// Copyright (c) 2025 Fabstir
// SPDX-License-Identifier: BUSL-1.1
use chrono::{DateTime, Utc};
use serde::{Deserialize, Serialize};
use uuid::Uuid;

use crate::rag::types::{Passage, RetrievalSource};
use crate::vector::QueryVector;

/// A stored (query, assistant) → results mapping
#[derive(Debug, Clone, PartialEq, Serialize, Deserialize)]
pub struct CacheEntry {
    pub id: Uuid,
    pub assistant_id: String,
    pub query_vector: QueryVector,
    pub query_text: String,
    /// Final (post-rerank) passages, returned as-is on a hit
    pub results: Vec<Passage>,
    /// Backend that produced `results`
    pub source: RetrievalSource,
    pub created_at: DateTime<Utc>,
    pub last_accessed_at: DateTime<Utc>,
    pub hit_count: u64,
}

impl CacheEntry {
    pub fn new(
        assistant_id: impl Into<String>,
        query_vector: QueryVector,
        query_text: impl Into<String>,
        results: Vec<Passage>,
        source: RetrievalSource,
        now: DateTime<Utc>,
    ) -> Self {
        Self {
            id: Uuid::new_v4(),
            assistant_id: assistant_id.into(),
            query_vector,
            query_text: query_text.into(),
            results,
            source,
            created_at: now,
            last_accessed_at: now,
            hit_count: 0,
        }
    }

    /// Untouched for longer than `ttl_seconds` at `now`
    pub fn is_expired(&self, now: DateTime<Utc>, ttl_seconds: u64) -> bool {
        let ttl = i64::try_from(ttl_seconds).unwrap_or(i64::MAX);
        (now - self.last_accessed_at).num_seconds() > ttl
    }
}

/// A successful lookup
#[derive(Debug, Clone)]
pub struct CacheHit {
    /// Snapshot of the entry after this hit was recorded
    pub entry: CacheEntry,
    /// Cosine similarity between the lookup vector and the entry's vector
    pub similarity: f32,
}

--

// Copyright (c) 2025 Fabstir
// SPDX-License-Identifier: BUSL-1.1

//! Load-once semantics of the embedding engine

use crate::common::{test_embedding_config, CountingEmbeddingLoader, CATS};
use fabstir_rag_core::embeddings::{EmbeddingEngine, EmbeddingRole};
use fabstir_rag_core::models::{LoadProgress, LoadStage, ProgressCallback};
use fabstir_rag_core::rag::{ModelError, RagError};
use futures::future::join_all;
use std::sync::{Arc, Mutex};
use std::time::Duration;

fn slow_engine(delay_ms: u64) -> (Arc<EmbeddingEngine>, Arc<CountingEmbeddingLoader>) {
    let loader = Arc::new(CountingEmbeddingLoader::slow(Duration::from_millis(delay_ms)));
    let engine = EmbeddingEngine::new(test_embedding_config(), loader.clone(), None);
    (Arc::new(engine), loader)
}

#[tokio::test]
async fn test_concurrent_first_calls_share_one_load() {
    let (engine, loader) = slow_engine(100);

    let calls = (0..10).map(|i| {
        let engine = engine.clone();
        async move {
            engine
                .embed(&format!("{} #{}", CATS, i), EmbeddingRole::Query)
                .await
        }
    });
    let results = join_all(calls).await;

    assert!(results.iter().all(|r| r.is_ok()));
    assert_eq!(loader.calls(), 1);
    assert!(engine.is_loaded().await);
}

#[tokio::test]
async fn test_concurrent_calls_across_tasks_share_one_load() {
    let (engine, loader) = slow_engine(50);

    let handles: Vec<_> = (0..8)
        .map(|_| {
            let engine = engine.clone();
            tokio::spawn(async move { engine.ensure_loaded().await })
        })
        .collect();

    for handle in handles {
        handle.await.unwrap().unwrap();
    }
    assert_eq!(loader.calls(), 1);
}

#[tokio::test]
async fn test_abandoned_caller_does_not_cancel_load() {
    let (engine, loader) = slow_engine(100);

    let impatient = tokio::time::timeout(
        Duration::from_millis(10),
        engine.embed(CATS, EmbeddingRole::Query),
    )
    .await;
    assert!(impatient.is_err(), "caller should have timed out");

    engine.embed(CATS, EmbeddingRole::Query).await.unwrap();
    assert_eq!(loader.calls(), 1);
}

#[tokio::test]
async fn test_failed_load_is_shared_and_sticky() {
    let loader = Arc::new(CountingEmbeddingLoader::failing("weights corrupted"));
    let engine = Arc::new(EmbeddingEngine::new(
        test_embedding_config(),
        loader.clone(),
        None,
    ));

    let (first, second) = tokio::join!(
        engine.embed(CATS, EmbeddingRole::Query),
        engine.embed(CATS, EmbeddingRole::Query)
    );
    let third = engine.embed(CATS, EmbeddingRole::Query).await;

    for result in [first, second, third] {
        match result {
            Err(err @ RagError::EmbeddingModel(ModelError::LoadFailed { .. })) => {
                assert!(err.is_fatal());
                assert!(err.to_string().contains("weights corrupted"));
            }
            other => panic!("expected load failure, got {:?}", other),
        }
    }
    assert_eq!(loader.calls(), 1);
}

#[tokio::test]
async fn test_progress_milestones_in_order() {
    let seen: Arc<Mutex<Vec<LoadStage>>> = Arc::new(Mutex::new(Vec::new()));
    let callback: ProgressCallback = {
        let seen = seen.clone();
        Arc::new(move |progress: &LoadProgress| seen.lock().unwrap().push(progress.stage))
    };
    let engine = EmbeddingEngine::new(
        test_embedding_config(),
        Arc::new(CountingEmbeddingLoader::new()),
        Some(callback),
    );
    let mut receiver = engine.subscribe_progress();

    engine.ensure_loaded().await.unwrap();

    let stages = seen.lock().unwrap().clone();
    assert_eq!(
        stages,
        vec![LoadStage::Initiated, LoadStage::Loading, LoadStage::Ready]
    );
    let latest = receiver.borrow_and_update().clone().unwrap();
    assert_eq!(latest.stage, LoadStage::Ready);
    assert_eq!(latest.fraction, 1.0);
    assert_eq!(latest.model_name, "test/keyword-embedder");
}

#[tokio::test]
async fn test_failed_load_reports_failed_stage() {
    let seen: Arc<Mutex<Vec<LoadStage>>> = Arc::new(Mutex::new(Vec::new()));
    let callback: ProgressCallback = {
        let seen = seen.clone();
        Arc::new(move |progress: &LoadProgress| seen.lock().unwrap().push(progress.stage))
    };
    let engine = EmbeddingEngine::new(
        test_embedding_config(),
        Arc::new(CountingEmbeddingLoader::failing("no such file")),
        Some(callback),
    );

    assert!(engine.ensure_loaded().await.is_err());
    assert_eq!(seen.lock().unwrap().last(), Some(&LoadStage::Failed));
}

● TASK GOAL
Read through the entries, then copy every line where the string "LoadStage" is found.

● RESPONSE BOX
use fabstir_rag_core::models::{LoadProgress, LoadStage, ProgressCallback};
    let seen: Arc<Mutex<Vec<LoadStage>>> = Arc::new(Mutex::new(Vec::new()));
        vec![LoadStage::Initiated, LoadStage::Loading, LoadStage::Ready]
    assert_eq!(latest.stage, LoadStage::Ready);
    let seen: Arc<Mutex<Vec<LoadStage>>> = Arc::new(Mutex::new(Vec::new()));
    assert_eq!(seen.lock().unwrap().last(), Some(&LoadStage::Failed));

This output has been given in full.